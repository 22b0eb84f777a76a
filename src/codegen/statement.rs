//! Body statements and the providers that supply them
//!
//! A [`Statement`] is a format template plus positional arguments, expanded by
//! the writer. Which statements a rewritten member gets is decided by a
//! [`StatementProvider`] injected into the synthesizer.

use super::member::Member;
use crate::ast::{ClassDecl, MethodDecl, Parameter, TypeParam, TypeRef};

/// Positional argument of a statement template
#[derive(Debug, Clone, PartialEq, Eq)]
pub enum StatementArg {
    /// Emitted as-is by `$L`
    Literal(String),
    /// Identifier for `$N`
    Name(String),
    /// Quoted and escaped by `$S`
    Str(String),
    /// Type name for `$T`
    Type(String),
}

impl StatementArg {
    /// Raw text of the argument before any quoting
    pub fn text(&self) -> &str {
        match self {
            StatementArg::Literal(s) | StatementArg::Name(s) | StatementArg::Str(s) | StatementArg::Type(s) => s,
        }
    }

    /// Placeholder letter this argument is meant for
    pub fn placeholder(&self) -> char {
        match self {
            StatementArg::Literal(_) => 'L',
            StatementArg::Name(_) => 'N',
            StatementArg::Str(_) => 'S',
            StatementArg::Type(_) => 'T',
        }
    }
}

#[derive(Debug, Clone, PartialEq, Eq)]
pub struct Statement {
    pub template: String,
    pub args: Vec<StatementArg>,
}

impl Statement {
    pub fn new(template: impl Into<String>, args: Vec<StatementArg>) -> Self {
        Self {
            template: template.into(),
            args,
        }
    }

    /// Statement without placeholders. A `$` in `code` is escaped.
    pub fn code(code: &str) -> Self {
        Self::new(code.replace('$', "$$"), Vec::new())
    }
}

/// Supplies the body of each rewritten member.
///
/// `class_name` is the simple name of the synthetic class being built.
pub trait StatementProvider {
    fn provide(&self, class_name: &str, member: &Member<'_>) -> Vec<Statement>;

    /// Same as [`provide`](Self::provide) with the original class at hand.
    /// The synthesizer calls this one.
    fn provide_in(&self, _original: &ClassDecl, class_name: &str, member: &Member<'_>) -> Vec<Statement> {
        self.provide(class_name, member)
    }
}

impl<F> StatementProvider for F
where
    F: Fn(&str, &Member<'_>) -> Vec<Statement>,
{
    fn provide(&self, class_name: &str, member: &Member<'_>) -> Vec<Statement> {
        self(class_name, member)
    }
}

/// Pins a closure to the provider signature so its arguments are inferred
/// as borrowed for any lifetime.
pub fn provider_fn<F>(f: F) -> F
where
    F: Fn(&str, &Member<'_>) -> Vec<Statement>,
{
    f
}

/// Forwards every member to its superclass counterpart.
///
/// Private members cannot be called through `super`, so they go through
/// reflection, which is also why rewritten private methods declare a
/// permissive exception. Static members are called on the original class.
///
/// Naming the original class and erasing its type variables needs
/// [`provide_in`](StatementProvider::provide_in); plain `provide` only knows
/// the member's own type variables.
#[derive(Debug, Clone, Copy, Default)]
pub struct CallSuperStatements;

impl CallSuperStatements {
    fn forward(&self, original: Option<&ClassDecl>, member: &Member<'_>) -> Vec<Statement> {
        let args = argument_list(member.parameters());

        let method = match member {
            Member::Constructor(_) => {
                return vec![Statement::new("super($L)", vec![StatementArg::Literal(args)])];
            }
            Member::Method(m) => *m,
        };
        if method.is_private() {
            return reflective_call(original, method);
        }

        let (target, mut call_args) = match original {
            Some(class) if method.is_static() => ("$T", vec![StatementArg::Type(class.name.clone())]),
            _ => {
                if method.is_static() {
                    log::warn!("static {} forwarded through super without its declaring class", method.signature());
                }
                ("super", Vec::new())
            }
        };
        let template = if method.return_type.is_void() {
            format!("{}.$N($L)", target)
        } else {
            format!("return {}.$N($L)", target)
        };
        call_args.push(StatementArg::Name(method.name.clone()));
        call_args.push(StatementArg::Literal(args));
        vec![Statement::new(template, call_args)]
    }
}

impl StatementProvider for CallSuperStatements {
    fn provide(&self, _class_name: &str, member: &Member<'_>) -> Vec<Statement> {
        self.forward(None, member)
    }

    fn provide_in(&self, original: &ClassDecl, _class_name: &str, member: &Member<'_>) -> Vec<Statement> {
        self.forward(Some(original), member)
    }
}

fn argument_list(parameters: &[Parameter]) -> String {
    parameters.iter().map(|p| p.name.as_str()).collect::<Vec<_>>().join(", ")
}

/// Erased name of `type_ref` for a `Class` literal. Type variables are looked
/// up in `scope`, innermost first, and replaced by their first bound.
fn erase(type_ref: &TypeRef, scope: &[&TypeParam]) -> String {
    let dims = "[]".repeat(type_ref.array_dims);
    let mut raw = type_ref.raw_name();
    for _ in 0..=scope.len() {
        match scope.iter().find(|tp| tp.name == raw) {
            Some(tp) => raw = tp.bounds.first().map_or_else(|| "Object".to_string(), |b| b.raw_name()),
            None => return format!("{}{}", raw, dims),
        }
    }
    // bounds that loop back on themselves
    format!("Object{}", dims)
}

fn reflective_call(original: Option<&ClassDecl>, method: &MethodDecl) -> Vec<Statement> {
    let class_params: &[TypeParam] = original.map(|c| c.type_params.as_slice()).unwrap_or(&[]);
    let scope: Vec<&TypeParam> = method.type_params.iter().chain(class_params).collect();

    let class_literals: String = method
        .parameters
        .iter()
        .map(|p| {
            let dims = if p.varargs { "[]" } else { "" };
            format!(", {}{}.class", erase(&p.type_ref, &scope), dims)
        })
        .collect();
    let invoke_args: String = method.parameters.iter().map(|p| format!(", {}", p.name)).collect();

    let method_type = StatementArg::Type("java.lang.reflect.Method".to_string());
    let lookup = match original {
        Some(class) if method.is_static() => Statement::new(
            "$T superMethod = $T.class.getDeclaredMethod($S$L)",
            vec![
                method_type,
                StatementArg::Type(class.name.clone()),
                StatementArg::Str(method.name.clone()),
                StatementArg::Literal(class_literals),
            ],
        ),
        None if method.is_static() => Statement::new(
            "$T superMethod = java.lang.invoke.MethodHandles.lookup().lookupClass().getSuperclass().getDeclaredMethod($S$L)",
            vec![method_type, StatementArg::Str(method.name.clone()), StatementArg::Literal(class_literals)],
        ),
        _ => Statement::new(
            "$T superMethod = getClass().getSuperclass().getDeclaredMethod($S$L)",
            vec![method_type, StatementArg::Str(method.name.clone()), StatementArg::Literal(class_literals)],
        ),
    };
    let receiver = if method.is_static() { "null" } else { "this" };

    let mut statements = vec![lookup, Statement::code("superMethod.setAccessible(true)")];
    if method.return_type.is_void() {
        statements.push(Statement::new(
            format!("superMethod.invoke({}$L)", receiver),
            vec![StatementArg::Literal(invoke_args)],
        ));
    } else {
        statements.push(Statement::new(
            format!("return ($T) superMethod.invoke({}$L)", receiver),
            vec![
                StatementArg::Type(method.return_type.to_string()),
                StatementArg::Literal(invoke_args),
            ],
        ));
    }
    statements
}

#[cfg(test)]
mod tests {
    use super::*;
    use crate::ast::{Block, ConstructorDecl, Modifier, ModifierSet, Span};
    use crate::parser::parse_class;

    fn method(name: &str, modifiers: &[Modifier], return_type: &str, params: Vec<Parameter>) -> MethodDecl {
        MethodDecl {
            modifiers: ModifierSet::of(modifiers),
            annotations: Vec::new(),
            type_params: Vec::new(),
            return_type: TypeRef::named(return_type),
            name: name.to_string(),
            parameters: params,
            throws: Vec::new(),
            body: Some(Block::default()),
            span: Span::synthetic(),
        }
    }

    #[test]
    fn test_constructor_calls_super() {
        let ctor = ConstructorDecl {
            modifiers: ModifierSet::empty(),
            annotations: Vec::new(),
            type_params: Vec::new(),
            name: "Foo".to_string(),
            parameters: vec![Parameter::new(TypeRef::named("int"), "x"), Parameter::new(TypeRef::named("String"), "y")],
            throws: Vec::new(),
            body: Block::default(),
            span: Span::synthetic(),
        };
        let statements = CallSuperStatements.provide("FooTestable", &Member::Constructor(&ctor));
        assert_eq!(statements, vec![Statement::new("super($L)", vec![StatementArg::Literal("x, y".into())])]);
    }

    #[test]
    fn test_public_method_returns_super_result() {
        let m = method("bar", &[Modifier::Public], "int", vec![Parameter::new(TypeRef::named("String"), "s")]);
        let statements = CallSuperStatements.provide("FooTestable", &Member::Method(&m));
        assert_eq!(statements.len(), 1);
        assert_eq!(statements[0].template, "return super.$N($L)");
        assert_eq!(statements[0].args[0], StatementArg::Name("bar".into()));
    }

    #[test]
    fn test_void_method_has_no_return() {
        let m = method("run", &[Modifier::Protected], "void", Vec::new());
        let statements = CallSuperStatements.provide("FooTestable", &Member::Method(&m));
        assert_eq!(statements[0].template, "super.$N($L)");
        assert_eq!(statements[0].args[1], StatementArg::Literal(String::new()));
    }

    #[test]
    fn test_private_method_goes_through_reflection() {
        let mut varargs = Parameter::new(TypeRef::named("String"), "names");
        varargs.varargs = true;
        let mut m = method(
            "secret",
            &[Modifier::Private],
            "T",
            vec![Parameter::new(TypeRef::named("T"), "seed"), varargs],
        );
        m.type_params.push(TypeParam { name: "T".into(), bounds: Vec::new(), span: Span::synthetic() });

        let statements = CallSuperStatements.provide("FooTestable", &Member::Method(&m));
        assert_eq!(statements.len(), 3);
        assert_eq!(statements[0].args[1], StatementArg::Str("secret".into()));
        assert_eq!(statements[0].args[2], StatementArg::Literal(", Object.class, String[].class".into()));
        assert_eq!(statements[1], Statement::new("superMethod.setAccessible(true)", Vec::new()));
        assert_eq!(statements[2].template, "return ($T) superMethod.invoke(this$L)");
        assert_eq!(statements[2].args[1], StatementArg::Literal(", seed, names".into()));
    }

    #[test]
    fn test_static_methods_are_called_on_original_class() {
        let (_, class) = parse_class(
            "class U { static int pub_(int x) { return x; } private static void hid(int x, long y) { } }",
            "U",
        )
        .expect("parse");
        let mut methods = class.methods();
        let public = Member::Method(methods.next().expect("pub_"));
        let hidden = Member::Method(methods.next().expect("hid"));

        let statements = CallSuperStatements.provide_in(&class, "UTestable", &public);
        assert_eq!(
            statements,
            vec![Statement::new(
                "return $T.$N($L)",
                vec![
                    StatementArg::Type("U".into()),
                    StatementArg::Name("pub_".into()),
                    StatementArg::Literal("x".into()),
                ],
            )]
        );

        let statements = CallSuperStatements.provide_in(&class, "UTestable", &hidden);
        assert_eq!(statements[0].template, "$T superMethod = $T.class.getDeclaredMethod($S$L)");
        assert_eq!(statements[0].args[1], StatementArg::Type("U".into()));
        assert_eq!(statements[0].args[3], StatementArg::Literal(", int.class, long.class".into()));
        assert_eq!(statements[2], Statement::new("superMethod.invoke(null$L)", vec![StatementArg::Literal(", x, y".into())]));
    }

    #[test]
    fn test_private_static_without_class_uses_lookup_class() {
        let m = method("hid", &[Modifier::Private, Modifier::Static], "int", Vec::new());
        let statements = CallSuperStatements.provide("UTestable", &Member::Method(&m));
        assert!(statements[0].template.contains("MethodHandles.lookup().lookupClass().getSuperclass()"));
        assert_eq!(statements[2].template, "return ($T) superMethod.invoke(null$L)");
    }

    #[test]
    fn test_class_type_variables_are_erased() {
        let (_, class) = parse_class(
            "class Box<T extends Number, U> { private <U> void put(T t, U[] u, java.util.List<T> l, T... more) { } }",
            "Box",
        )
        .expect("parse");
        let put = Member::Method(class.methods().next().expect("put"));

        let statements = CallSuperStatements.provide_in(&class, "BoxTestable", &put);
        assert_eq!(statements[0].template, "$T superMethod = getClass().getSuperclass().getDeclaredMethod($S$L)");
        assert_eq!(
            statements[0].args[2],
            StatementArg::Literal(", Number.class, Object[].class, java.util.List.class, Number[].class".into())
        );
    }

    #[test]
    fn test_closures_are_providers() {
        let provider = provider_fn(|class_name, member| {
            vec![Statement::new("log($S)", vec![StatementArg::Str(format!("{}#{}", class_name, member.name()))])]
        });
        let m = method("bar", &[], "void", Vec::new());
        let statements = provider.provide("X", &Member::Method(&m));
        assert_eq!(statements[0].args[0].text(), "X#bar");
        assert_eq!(statements[0].args[0].placeholder(), 'S');
    }

    #[test]
    fn test_code_escapes_dollar() {
        assert_eq!(Statement::code("a$b").template, "a$$b");
    }
}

# EXERCISE OBJECTIVE
The answer must consist of every line in the records above that contains the word "named".

# ANSWER AREA
            return_type: TypeRef::named(return_type),
            parameters: vec![Parameter::new(TypeRef::named("int"), "x"), Parameter::new(TypeRef::named("String"), "y")],
        let m = method("bar", &[Modifier::Public], "int", vec![Parameter::new(TypeRef::named("String"), "s")]);
        let mut varargs = Parameter::new(TypeRef::named("String"), "names");
            vec![Parameter::new(TypeRef::named("T"), "seed"), varargs],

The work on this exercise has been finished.